Health Guardian
ReviewAudited by ClawScan on May 10, 2026.
Overview
Health Guardian is mostly aligned with local health monitoring, but it handles very sensitive Apple Health data with scheduled automation and has unclear data-scope/privacy boundaries.
Review this skill carefully before installing. It does not show hidden network exfiltration in the supplied code, but it processes highly sensitive health data, recommends ongoing scheduled monitoring, and has unclear privacy boundaries if alerts are sent through Telegram or another external channel. Use it only with informed consent, verify the exact data source and stored files, and disable automation or external alerts unless you explicitly want them.
Findings (4)
Artifact-based informational review of SKILL.md, metadata, install specs, static scan signals, and capability signals. ClawScan does not execute the skill or run runtime probes.

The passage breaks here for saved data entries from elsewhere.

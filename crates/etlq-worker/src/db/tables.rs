//! Postgres source reader and destination writer
//!
//! Source rows are decoded into untyped [`Row`]s by column type. Destination
//! loads run in one transaction; each row's insert gets its own savepoint so a
//! primary-key collision can be rolled back and replaced by an update without
//! aborting the batch.

use std::collections::HashMap;

use async_trait::async_trait;
use chrono::{DateTime, NaiveDate, NaiveDateTime, NaiveTime, Utc};
use etlq_common::logging::SQL_TARGET;
use sqlx::postgres::{PgArguments, PgColumn, PgRow};
use sqlx::query::Query;
use sqlx::{Column, Connection, PgPool, Postgres, Row as _, TypeInfo};
use tracing::debug;

use super::quote_ident;
use crate::error::{StoreError, StoreResult};
use crate::store::{DestinationWriter, LoadReport, SourceReader};
use crate::transfer::{shape_optional, FieldValue, Row, ShapedValue, ID_COLUMN};

type PgQuery<'q> = Query<'q, Postgres, PgArguments>;

/// What the reader and loader need to know about a table
#[derive(Debug, Clone, Default)]
pub(crate) struct TableInfo {
    /// Column names in table order
    pub columns: Vec<String>,
    /// Column name to base type, without length or precision modifiers
    pub column_types: HashMap<String, String>,
    /// Whether the id column is `GENERATED ALWAYS AS IDENTITY`
    pub id_always_generated: bool,
    pub primary_key: Option<String>,
}

impl TableInfo {
    fn column_type(&self, table: &str, column: &str) -> StoreResult<&str> {
        self.column_types
            .get(column)
            .map(String::as_str)
            .ok_or_else(|| StoreError::Schema(format!("column '{}' does not exist in {}", column, table)))
    }

    fn is_json_column(&self, column: &str) -> bool {
        matches!(
            self.column_types.get(column).map(String::as_str),
            Some("json" | "jsonb")
        )
    }
}

/// Columns to select for a source read
///
/// NUMERIC is read as text so the value keeps the scale Postgres prints.
pub(crate) fn select_list(info: &TableInfo) -> String {
    info.columns
        .iter()
        .map(|column| {
            let quoted = quote_ident(column);
            match info.column_types.get(column).map(String::as_str) {
                Some("numeric") => format!("{quoted}::text AS {quoted}"),
                _ => quoted,
            }
        })
        .collect::<Vec<_>>()
        .join(", ")
}

/// Shape the value of one destination column
///
/// A JSON value bound for a json/jsonb column is sent as its JSON text, so
/// strings, numbers and booleans survive the cast as JSON.
pub(crate) fn shape_for_column(
    info: &TableInfo,
    column: &str,
    value: Option<&FieldValue>,
) -> ShapedValue {
    match value {
        Some(FieldValue::Json(json)) if !json.is_null() && info.is_json_column(column) => {
            ShapedValue::Text(json.to_string())
        }
        _ => shape_optional(value),
    }
}

/// `CAST($n AS type)` for bound values, `NULL` for nulls; numbering starts at `first`
///
/// The cast names the base type only. Length and precision are left to the
/// assignment, which rejects values that do not fit instead of truncating.
fn value_expressions(
    info: &TableInfo,
    table: &str,
    columns: &[&String],
    values: &[&ShapedValue],
    first: usize,
) -> StoreResult<(Vec<String>, usize)> {
    let mut next = first;
    let mut expressions = Vec::with_capacity(columns.len());

    for (column, value) in columns.iter().zip(values) {
        let sql_type = info.column_type(table, column)?;
        if value.is_null() {
            expressions.push("NULL".to_string());
        } else {
            expressions.push(format!("CAST(${} AS {})", next, sql_type));
            next += 1;
        }
    }

    Ok((expressions, next))
}

pub(crate) fn insert_statement(
    info: &TableInfo,
    table: &str,
    columns: &[String],
    values: &[ShapedValue],
) -> StoreResult<String> {
    let column_refs: Vec<&String> = columns.iter().collect();
    let value_refs: Vec<&ShapedValue> = values.iter().collect();
    let (expressions, _) = value_expressions(info, table, &column_refs, &value_refs, 1)?;

    let overriding = if info.id_always_generated {
        " OVERRIDING SYSTEM VALUE"
    } else {
        ""
    };

    Ok(format!(
        "INSERT INTO {} ({}){} VALUES ({})",
        quote_ident(table),
        columns
            .iter()
            .map(|c| quote_ident(c))
            .collect::<Vec<_>>()
            .join(", "),
        overriding,
        expressions.join(", ")
    ))
}

/// Update of every non-key column by id; `None` when there is nothing to set
///
/// The id is bound after the non-null column values.
pub(crate) fn update_statement(
    info: &TableInfo,
    table: &str,
    columns: &[String],
    values: &[ShapedValue],
) -> StoreResult<Option<String>> {
    let (set_columns, set_values): (Vec<&String>, Vec<&ShapedValue>) = columns
        .iter()
        .zip(values)
        .filter(|(column, _)| column.as_str() != ID_COLUMN)
        .unzip();

    if set_columns.is_empty() {
        return Ok(None);
    }

    let (expressions, id_param) = value_expressions(info, table, &set_columns, &set_values, 1)?;
    let assignments = set_columns
        .iter()
        .zip(expressions)
        .map(|(column, expression)| format!("{} = {}", quote_ident(column), expression))
        .collect::<Vec<_>>()
        .join(", ");

    Ok(Some(format!(
        "UPDATE {} SET {} WHERE {} = ${}",
        quote_ident(table),
        assignments,
        quote_ident(ID_COLUMN),
        id_param
    )))
}

fn bind_shaped<'q>(query: PgQuery<'q>, value: &'q ShapedValue) -> PgQuery<'q> {
    match value {
        ShapedValue::Null => query,
        ShapedValue::Bool(v) => query.bind(*v),
        ShapedValue::Int(v) => query.bind(*v),
        ShapedValue::Float(v) => query.bind(*v),
        ShapedValue::Text(v) => query.bind(v.as_str()),
    }
}

fn decode_column(row: &PgRow, column: &PgColumn) -> StoreResult<FieldValue> {
    let index = column.ordinal();
    let type_name = column.type_info().name();

    let value: FieldValue = match type_name {
        "BOOL" => row.try_get::<Option<bool>, _>(index)?.into(),
        "INT2" => row.try_get::<Option<i16>, _>(index)?.map(i64::from).into(),
        "INT4" => row.try_get::<Option<i32>, _>(index)?.map(i64::from).into(),
        "INT8" => row.try_get::<Option<i64>, _>(index)?.into(),
        "FLOAT4" => row.try_get::<Option<f32>, _>(index)?.map(f64::from).into(),
        "FLOAT8" => row.try_get::<Option<f64>, _>(index)?.into(),
        "UUID" => row
            .try_get::<Option<uuid::Uuid>, _>(index)?
            .map(|v| v.to_string())
            .into(),
        "TIMESTAMP" => row.try_get::<Option<NaiveDateTime>, _>(index)?.into(),
        "TIMESTAMPTZ" => row
            .try_get::<Option<DateTime<Utc>>, _>(index)?
            .map(|v| v.naive_utc())
            .into(),
        "DATE" => row.try_get::<Option<NaiveDate>, _>(index)?.into(),
        "TIME" => row
            .try_get::<Option<NaiveTime>, _>(index)?
            .map(|v| v.to_string())
            .into(),
        "JSON" | "JSONB" => row.try_get::<Option<serde_json::Value>, _>(index)?.into(),
        _ => row
            .try_get::<Option<String>, _>(index)
            .map_err(|e| StoreError::decode(format!("column {} ({})", column.name(), type_name), e))?
            .into(),
    };

    Ok(value)
}

fn decode_row(row: &PgRow) -> StoreResult<Row> {
    let mut out = Row::new();
    for column in row.columns() {
        out.insert(column.name(), decode_column(row, column)?);
    }
    Ok(out)
}

/// Source and destination table access over a shared pool
#[derive(Debug, Clone)]
pub struct PgTableStore {
    pool: PgPool,
}

impl PgTableStore {
    pub fn new(pool: PgPool) -> Self {
        Self { pool }
    }

    async fn describe(&self, table: &str) -> StoreResult<TableInfo> {
        let quoted = quote_ident(table);

        // A typmod of -1 spells the unmodified type: `character varying`,
        // `numeric`, `bpchar` (plain `character` would mean char(1))
        let columns: Vec<(String, String, String)> = sqlx::query_as(
            "SELECT a.attname::text, format_type(a.atttypid, -1), a.attidentity::text \
             FROM pg_attribute a \
             WHERE a.attrelid = $1::regclass AND a.attnum > 0 AND NOT a.attisdropped \
             ORDER BY a.attnum",
        )
        .bind(&quoted)
        .fetch_all(&self.pool)
        .await?;

        if columns.is_empty() {
            return Err(StoreError::Schema(format!("table {} has no columns", table)));
        }

        let primary_key: Option<String> = sqlx::query_scalar(
            "SELECT conname::text FROM pg_constraint WHERE conrelid = $1::regclass AND contype = 'p'",
        )
        .bind(&quoted)
        .fetch_optional(&self.pool)
        .await?;

        let id_always_generated = columns
            .iter()
            .any(|(name, _, identity)| name == ID_COLUMN && identity == "a");

        Ok(TableInfo {
            columns: columns.iter().map(|(name, _, _)| name.clone()).collect(),
            column_types: columns
                .into_iter()
                .map(|(name, sql_type, _)| (name, sql_type))
                .collect(),
            id_always_generated,
            primary_key,
        })
    }
}

#[async_trait]
impl SourceReader for PgTableStore {
    async fn source_ids(&self, table: &str) -> StoreResult<Vec<i64>> {
        let query = format!(
            "SELECT {id}::bigint FROM {table} ORDER BY {id} ASC",
            id = quote_ident(ID_COLUMN),
            table = quote_ident(table)
        );
        debug!(target: SQL_TARGET, table, "[SELECT] {}", query);

        let ids: Vec<i64> = sqlx::query_scalar(&query).fetch_all(&self.pool).await?;
        Ok(ids)
    }

    async fn fetch_range(
        &self,
        table: &str,
        start_id: i64,
        last_id: i64,
        limit: u32,
    ) -> StoreResult<Vec<Row>> {
        let info = self.describe(table).await?;
        let query = format!(
            "SELECT {columns} FROM {table} WHERE {id} >= $1 AND {id} <= $2 ORDER BY {id} ASC LIMIT $3",
            columns = select_list(&info),
            id = quote_ident(ID_COLUMN),
            table = quote_ident(table)
        );
        debug!(target: SQL_TARGET, table, start_id, last_id, limit, "[SELECT] {}", query);

        let rows = sqlx::query(&query)
            .bind(start_id)
            .bind(last_id)
            .bind(i64::from(limit))
            .fetch_all(&self.pool)
            .await?;

        rows.iter().map(decode_row).collect()
    }
}

#[async_trait]
impl DestinationWriter for PgTableStore {
    async fn load_batch(
        &self,
        table: &str,
        columns: &[String],
        rows: &[Row],
    ) -> StoreResult<LoadReport> {
        let info = self.describe(table).await?;

        let mut report = LoadReport::default();
        // Dropping the transaction on an early return rolls the whole batch back
        let mut tx = self.pool.begin().await?;

        for row in rows {
            let id = row
                .id()
                .ok_or_else(|| StoreError::decode("destination row", "row has no integer id"))?;
            let values: Vec<ShapedValue> = columns
                .iter()
                .map(|column| shape_for_column(&info, column, row.get(column)))
                .collect();

            let insert_sql = insert_statement(&info, table, columns, &values)?;
            debug!(target: SQL_TARGET, table, id, params = ?values, "[INSERT] {}", insert_sql);

            let mut insert = sqlx::query(&insert_sql);
            for value in &values {
                insert = bind_shaped(insert, value);
            }

            let mut savepoint = tx.begin().await?;
            match insert.execute(&mut *savepoint).await {
                Ok(_) => {
                    savepoint.commit().await?;
                    report.inserted += 1;
                }
                Err(err) => {
                    let err = StoreError::from(err);
                    if !err.is_primary_key_violation(info.primary_key.as_deref()) {
                        return Err(err);
                    }
                    savepoint.rollback().await?;
                    debug!(
                        target: SQL_TARGET,
                        table,
                        id,
                        "Record already exists, updating instead"
                    );

                    if let Some(update_sql) = update_statement(&info, table, columns, &values)? {
                        debug!(target: SQL_TARGET, table, id, "[UPDATE] {}", update_sql);

                        let mut update = sqlx::query(&update_sql);
                        for (column, value) in columns.iter().zip(&values) {
                            if column.as_str() != ID_COLUMN {
                                update = bind_shaped(update, value);
                            }
                        }
                        update.bind(id).execute(&mut *tx).await?;
                    }
                    report.updated += 1;
                }
            }
        }

        tx.commit().await?;

        debug!(
            table,
            inserted = report.inserted,
            updated = report.updated,
            "Batch committed"
        );
        Ok(report)
    }

    async fn clear_table(&self, table: &str) -> StoreResult<u64> {
        let query = format!("DELETE FROM {}", quote_ident(table));
        debug!(target: SQL_TARGET, table, "[DELETE] {}", query);

        let result = sqlx::query(&query).execute(&self.pool).await?;
        Ok(result.rows_affected())
    }
}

The skill may collect and persist highly personal health readings from a local iCloud health export location whenever it runs.
The importer reads Apple Health export data from a fixed local iCloud path and stores it in the skill data directory. Because this is sensitive health data and the source path is hard-coded, users have less clear control over exactly what data is imported.
HEALTH_EXPORT_PATH = os.path.expanduser("~/Library/Mobile Documents/iCloud~com~ifunography~HealthExport/Documents") ... SKILL_DATA_PATH = Path(__file__).parent.parent / "data"Only use this with explicit consent from the person whose health data is involved; verify the import path and stored data, and prefer a configurable, narrowly scoped source and retention policy.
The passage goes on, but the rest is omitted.